Exercise description:
Please copy out every line in the entries that includes the word "values".

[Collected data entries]

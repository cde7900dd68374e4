//! Entity allocation fairness between players

use std::collections::BTreeMap;

use crate::board::candidate::MapCandidate;
use crate::math::ratio::{mean, percent};

/// How evenly each entity type is split between the players, as a percentage
///
/// Per type the score is `total / (max × players)`: 100 when every player
/// holds the same number, lower as one player hoards. The result is the
/// mean over every type owned by at least one player. Neutral entities are
/// ignored, and a candidate without players scores zero.
pub fn allocation_fairness(candidate: &MapCandidate) -> f64 {
    let players: Vec<u32> = candidate.players().collect();
    if players.is_empty() {
        return 0.0;
    }

    // type id -> player id -> count
    let mut allocation: BTreeMap<i32, BTreeMap<u32, usize>> = BTreeMap::new();
    for entity in candidate.entities() {
        if let Some(player) = entity.owner.player() {
            *allocation
                .entry(entity.type_id)
                .or_default()
                .entry(player)
                .or_default() += 1;
        }
    }

    mean(allocation.values().map(|counts| {
        let total: usize = counts.values().sum();
        let max = counts.values().copied().max().unwrap_or(0);
        percent(total, max * players.len())
    }))
}
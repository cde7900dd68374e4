//! Tests for coordinates, owners and neighbour offsets

#[cfg(test)]
mod tests {
    use mapsmith::board::tile::{Coord, Owner};

    // Tests Chebyshev distance takes the larger axis delta
    // Verified by summing the deltas instead
    #[test]
    fn test_chebyshev_distance() {
        let origin = Coord::new(0, 0);
        assert_eq!(origin.chebyshev(Coord::new(3, 1)), 3);
        assert_eq!(origin.chebyshev(Coord::new(-2, 5)), 5);
        assert_eq!(origin.chebyshev(origin), 0);
    }

    // Tests edge neighbours exclude diagonals
    // Verified by swapping in the ring offsets
    #[test]
    fn test_neighbors4_are_edge_sharing() {
        let center = Coord::new(2, 2);
        let neighbors = center.neighbors4();
        assert_eq!(neighbors.len(), 4);
        assert!(neighbors.iter().all(|n| center.chebyshev(*n) == 1));
        assert!(
            neighbors
                .iter()
                .all(|n| (n.x - center.x).abs() + (n.y - center.y).abs() == 1)
        );
    }

    // Tests the ring contains every surrounding cell exactly once
    // Verified by dropping a corner offset
    #[test]
    fn test_neighbors8_cover_ring() {
        let center = Coord::new(0, 0);
        let mut neighbors = center.neighbors8().to_vec();
        neighbors.sort();
        neighbors.dedup();
        assert_eq!(neighbors.len(), 8);
        assert!(!neighbors.contains(&center));
        assert!(neighbors.contains(&Coord::new(-1, -1)));
        assert!(neighbors.contains(&Coord::new(1, 1)));
    }

    // Tests neighbours may step off the board into negative space
    // Verified by using unsigned coordinates
    #[test]
    fn test_offset_allows_negative() {
        assert_eq!(Coord::new(0, 0).offset(-1, -1), Coord::new(-1, -1));
    }

    // Tests owner helpers
    // Verified by swapping the neutral check
    #[test]
    fn test_owner_player_and_neutral() {
        assert_eq!(Owner::Player(3).player(), Some(3));
        assert_eq!(Owner::Neutral.player(), None);
        assert!(Owner::Neutral.is_neutral());
        assert!(!Owner::Player(0).is_neutral());
    }

    // Tests coordinate display format
    // Verified by changing the separator
    #[test]
    fn test_coord_display() {
        assert_eq!(Coord::new(4, -2).to_string(), "(4, -2)");
    }
}
//! Textual board dumps
//!
//! One line per row, three characters per cell: the tile symbol followed by
//! two slots. An entity overwrites the tile symbol with its own and, when a
//! player owns it, writes the first digit of the owner id into the first
//! slot. Parsing reverses this: cells drawn with an entity symbol get the
//! catalog's default tile beneath the entity. Trailing whitespace on a row
//! is ignored.

use crate::board::candidate::MapCandidate;
use crate::board::catalog::TypeCatalog;
use crate::board::grid::Board;
use crate::board::tile::{Coord, Owner};
use crate::io::configuration::DUMP_CELL_WIDTH;
use crate::io::error::{MapError, Result, WithPath, invalid_board};
use std::path::Path;

/// Render a candidate as a textual dump
///
/// # Errors
///
/// Returns an error if a tile or entity type is missing from the catalog
pub fn to_dump(candidate: &MapCandidate, catalog: &TypeCatalog) -> Result<String> {
    let board = candidate.board();
    let mut rows = vec![vec![' '; board.width() * DUMP_CELL_WIDTH]; board.height()];

    for tile in board.tiles() {
        let symbol = catalog.tile_type(tile.type_id)?.symbol;
        if let Some(slot) = cell_slot(&mut rows, tile.position, 0) {
            *slot = symbol;
        }
    }

    for entity in candidate.entities() {
        let symbol = catalog.entity_type(entity.type_id)?.symbol;
        if let Some(slot) = cell_slot(&mut rows, entity.position, 0) {
            *slot = symbol;
        }
        if let Owner::Player(player) = entity.owner
            && let Some(digit) = player.to_string().chars().next()
            && let Some(slot) = cell_slot(&mut rows, entity.position, 1)
        {
            *slot = digit;
        }
    }

    let mut text = String::with_capacity(board.len() * DUMP_CELL_WIDTH + board.height());
    for row in rows {
        text.extend(row);
        text.push('\n');
    }
    Ok(text)
}

fn cell_slot(rows: &mut [Vec<char>], pos: Coord, offset: usize) -> Option<&mut char> {
    let row = usize::try_from(pos.y).ok()?;
    let col = usize::try_from(pos.x).ok()?;
    rows.get_mut(row)?.get_mut(col * DUMP_CELL_WIDTH + offset)
}

/// Parse a textual dump into a candidate named `name`
///
/// Entities are numbered in row-major order.
///
/// # Errors
///
/// Returns an error if:
/// - The dump has no rows
/// - Rows differ in cell count
/// - A cell symbol matches no tile or entity type
/// - An entity's owner slot holds something other than a digit or a blank
pub fn from_dump(text: &str, catalog: &TypeCatalog, name: &str) -> Result<MapCandidate> {
    let rows: Vec<Vec<char>> = text
        .lines()
        .map(|line| line.trim_end().chars().collect::<Vec<char>>())
        .collect();
    let height = rows
        .iter()
        .rposition(|row| !row.is_empty())
        .map_or(0, |last| last + 1);
    let rows = rows.get(..height).unwrap_or_default();
    let Some(first) = rows.first() else {
        return Err(invalid_board(&"dump contains no rows"));
    };

    let width = first.len().div_ceil(DUMP_CELL_WIDTH);
    let mut board = Board::filled(width, height, catalog.default_tile())?;
    let mut placements = Vec::new();

    for (row_index, row) in rows.iter().enumerate() {
        let cells = row.len().div_ceil(DUMP_CELL_WIDTH);
        if cells != width {
            return Err(invalid_board(&format!(
                "row {row_index} has {cells} cells, expected {width}"
            )));
        }

        for (col_index, cell) in row.chunks(DUMP_CELL_WIDTH).enumerate() {
            let position = Coord::new(col_index as i32, row_index as i32);
            let symbol = cell.first().copied().unwrap_or(' ');

            if let Some(tile_type) = catalog.tile_by_symbol(symbol) {
                board.set(position, tile_type.to_tile(position))?;
            } else if let Some(entity_type) = catalog.entity_by_symbol(symbol) {
                let owner = match cell.get(1).copied() {
                    None | Some(' ') => Owner::Neutral,
                    Some(digit) => digit.to_digit(10).map(Owner::Player).ok_or(
                        MapError::UnknownSymbol {
                            symbol: digit,
                            row: row_index,
                            col: col_index,
                        },
                    )?,
                };
                placements.push((entity_type, owner, position));
            } else {
                return Err(MapError::UnknownSymbol {
                    symbol,
                    row: row_index,
                    col: col_index,
                });
            }
        }
    }

    let mut candidate = MapCandidate::new(name, board);
    for (entity_type, owner, position) in placements {
        candidate.add_entity(entity_type, owner, position)?;
    }
    Ok(candidate)
}

/// Write a candidate's dump to `path`
///
/// # Errors
///
/// Returns an error if rendering fails or the file cannot be written
pub fn write_dump(path: &Path, candidate: &MapCandidate, catalog: &TypeCatalog) -> Result<()> {
    let text = to_dump(candidate, catalog)?;
    std::fs::write(path, text).with_path(path, "write dump")
}

/// Read a dump from `path`, naming the candidate after the file stem
///
/// # Errors
///
/// Returns an error if the file cannot be read or fails to parse
pub fn read_dump(path: &Path, catalog: &TypeCatalog) -> Result<MapCandidate> {
    let text = std::fs::read_to_string(path).with_path(path, "read dump")?;
    let name = path
        .file_stem()
        .unwrap_or_default()
        .to_string_lossy()
        .into_owned();
    from_dump(&text, catalog, &name)
}
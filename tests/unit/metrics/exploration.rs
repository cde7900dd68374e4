//! Tests for exploration coverage and fairness

#[cfg(test)]
mod tests {
    use crate::fixtures::{assert_close, map};
    use mapsmith::metrics::exploration::measure;
    use mapsmith::search::Pathfinder;

    // Tests a straight strip is crossed completely by both players
    // Verified by counting only the final fill
    #[test]
    fn test_strip_fully_explored() {
        let candidate = map(&["0...1"]);
        let mut pathfinder = Pathfinder::new(candidate.board());
        let report = measure(&candidate, &candidate.occupied_cells(), &mut pathfinder)
            .expect("valid entities");
        assert_close(report.per_player.get(&0).copied().unwrap_or_default(), 5.0);
        assert_close(report.per_player.get(&1).copied().unwrap_or_default(), 5.0);
        assert_close(report.overall, 100.0);
        assert_close(report.fairness, 100.0);
    }

    // Tests the fill order makes one player cross more ground
    // Verified by stopping before expanding the frontier
    #[test]
    fn test_uneven_exploration() {
        let candidate = map(&["0.1..."]);
        let mut pathfinder = Pathfinder::new(candidate.board());
        let report = measure(&candidate, &candidate.occupied_cells(), &mut pathfinder)
            .expect("valid entities");
        assert_close(report.per_player.get(&0).copied().unwrap_or_default(), 3.0);
        assert_close(report.per_player.get(&1).copied().unwrap_or_default(), 4.0);
        assert_close(report.overall, 350.0 / 6.0);
        assert_close(report.fairness, 75.0);
    }

    // Tests a lone player explores nothing
    // Verified by treating the player as its own rival
    #[test]
    fn test_single_player() {
        let candidate = map(&["0.0"]);
        let mut pathfinder = Pathfinder::new(candidate.board());
        let report = measure(&candidate, &candidate.occupied_cells(), &mut pathfinder)
            .expect("valid entities");
        assert_close(report.per_player.get(&0).copied().unwrap_or_default(), 0.0);
        assert_close(report.overall, 0.0);
        assert_close(report.fairness, 0.0);
    }
}
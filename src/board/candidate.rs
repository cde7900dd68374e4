//! Map candidate: a board, its entities and the metrics scored on them

use std::collections::{BTreeMap, BTreeSet};

use crate::board::catalog::EntityType;
use crate::board::grid::Board;
use crate::board::tile::{Coord, Entity, Owner, Tile};
use crate::io::error::{MapError, Result, invalid_board};
use crate::metrics::stats::MapStats;

/// One candidate map as produced by editing, the GA or the archive
///
/// Entity positions always lie on the board. Any edit clears the stored
/// scores, so `stats` only ever describes the current layout.
#[derive(Debug, Clone)]
pub struct MapCandidate {
    /// Display name
    pub name: String,
    board: Board,
    entities: Vec<Entity>,
    /// Player id to indices into `entities`
    owned: BTreeMap<u32, Vec<usize>>,
    next_entity_id: u32,
    feasible: bool,
    stats: MapStats,
}

impl MapCandidate {
    /// Create a candidate without entities
    pub fn new(name: impl Into<String>, board: Board) -> Self {
        Self {
            name: name.into(),
            board,
            entities: Vec::new(),
            owned: BTreeMap::new(),
            next_entity_id: 0,
            feasible: false,
            stats: MapStats::default(),
        }
    }

    /// Create a candidate from an existing entity list
    ///
    /// # Errors
    ///
    /// Returns an error if an entity lies off the board or two entities
    /// share an id
    pub fn with_entities(
        name: impl Into<String>,
        board: Board,
        entities: Vec<Entity>,
    ) -> Result<Self> {
        let mut ids = BTreeSet::new();
        for entity in &entities {
            if !board.is_in_bounds(entity.position) {
                return Err(MapError::OutOfBounds {
                    coord: entity.position,
                    dimensions: (board.width(), board.height()),
                });
            }
            if !ids.insert(entity.id) {
                return Err(invalid_board(&format!("duplicate entity id {}", entity.id)));
            }
        }

        let next_entity_id = ids.last().map_or(0, |&id| id + 1);
        let mut candidate = Self::new(name, board);
        candidate.entities = entities;
        candidate.next_entity_id = next_entity_id;
        candidate.regroup();
        Ok(candidate)
    }

    /// The terrain grid
    pub const fn board(&self) -> &Board {
        &self.board
    }

    /// All entities in insertion order
    pub fn entities(&self) -> &[Entity] {
        &self.entities
    }

    /// Whether the last scoring found the map playable
    pub const fn is_feasible(&self) -> bool {
        self.feasible
    }

    /// Metrics from the last scoring
    pub const fn stats(&self) -> &MapStats {
        &self.stats
    }

    /// Store the result of scoring this candidate
    pub fn apply_scores(&mut self, feasible: bool, stats: MapStats) {
        self.feasible = feasible;
        self.stats = stats;
    }

    /// Place a new entity and return its id
    ///
    /// # Errors
    ///
    /// Returns [`MapError::OutOfBounds`] if `position` is off the board
    pub fn add_entity(
        &mut self,
        entity_type: &EntityType,
        owner: Owner,
        position: Coord,
    ) -> Result<u32> {
        if !self.board.is_in_bounds(position) {
            return Err(MapError::OutOfBounds {
                coord: position,
                dimensions: (self.board.width(), self.board.height()),
            });
        }

        let id = self.next_entity_id;
        self.next_entity_id += 1;
        self.entities.push(Entity {
            id,
            type_id: entity_type.id,
            owner,
            position,
        });
        self.invalidate();
        self.regroup();
        Ok(id)
    }

    /// Remove every entity standing on `position`, returning how many went
    pub fn remove_entity_at(&mut self, position: Coord) -> usize {
        let before = self.entities.len();
        self.entities.retain(|entity| entity.position != position);
        let removed = before - self.entities.len();
        if removed > 0 {
            self.invalidate();
            self.regroup();
        }
        removed
    }

    /// Remove all entities and restart id assignment
    pub fn clear_entities(&mut self) {
        self.entities.clear();
        self.next_entity_id = 0;
        self.invalidate();
        self.regroup();
    }

    /// Replace the tile at `position`
    ///
    /// # Errors
    ///
    /// Returns [`MapError::OutOfBounds`] if `position` is off the board
    pub fn set_tile(&mut self, position: Coord, tile: Tile) -> Result<()> {
        self.board.set(position, tile)?;
        self.invalidate();
        Ok(())
    }

    /// Entity with the given id
    pub fn entity(&self, id: u32) -> Option<&Entity> {
        self.entities.iter().find(|entity| entity.id == id)
    }

    /// First entity standing on `position`
    pub fn entity_at(&self, position: Coord) -> Option<&Entity> {
        self.entities
            .iter()
            .find(|entity| entity.position == position)
    }

    /// Cells holding at least one entity
    pub fn occupied_cells(&self) -> BTreeSet<Coord> {
        self.entities.iter().map(|entity| entity.position).collect()
    }

    /// Ids of the players owning at least one entity, ascending
    pub fn players(&self) -> impl Iterator<Item = u32> + '_ {
        self.owned.keys().copied()
    }

    /// Number of distinct players
    pub fn player_count(&self) -> usize {
        self.owned.len()
    }

    /// Entities owned by `player`
    pub fn owned_by(&self, player: u32) -> impl Iterator<Item = &Entity> {
        self.owned
            .get(&player)
            .into_iter()
            .flatten()
            .filter_map(|&index| self.entities.get(index))
    }

    /// Entities owned by anyone other than `player`
    pub fn rivals_of(&self, player: u32) -> impl Iterator<Item = &Entity> {
        self.entities
            .iter()
            .filter(move |entity| matches!(entity.owner, Owner::Player(id) if id != player))
    }

    /// Unowned entities, i.e. resources
    pub fn neutral_entities(&self) -> impl Iterator<Item = &Entity> {
        self.entities
            .iter()
            .filter(|entity| entity.owner.is_neutral())
    }

    fn invalidate(&mut self) {
        self.feasible = false;
        self.stats = MapStats::default();
    }

    fn regroup(&mut self) {
        self.owned.clear();
        for (index, entity) in self.entities.iter().enumerate() {
            if let Owner::Player(player) = entity.owner {
                self.owned.entry(player).or_default().push(index);
            }
        }
    }
}
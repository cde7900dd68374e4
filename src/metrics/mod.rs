//! Metrics engine
//!
//! Pure scoring over a finished candidate. [`scoring::evaluate`] runs every
//! metric and stores the resulting [`stats::MapStats`] on the candidate.
//! All percentages lie in `[0, 100]`.

/// Resource count, used space and base distances
pub mod basic;
/// Ground crossed on the way to rival entities
pub mod exploration;
/// Entity allocation fairness
pub mod fairness;
/// Safe areas and resource safety
pub mod safety;
/// Feasibility and full scoring
pub mod scoring;
/// Metric groups stored on candidates
pub mod stats;
/// Walkability symmetry
pub mod symmetry;

pub use scoring::{evaluate, is_feasible};
pub use stats::MapStats;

Task output:
    mean(allocation.values().map(|counts| {
        let total: usize = counts.values().sum();
        let max = counts.values().copied().max().unwrap_or(0);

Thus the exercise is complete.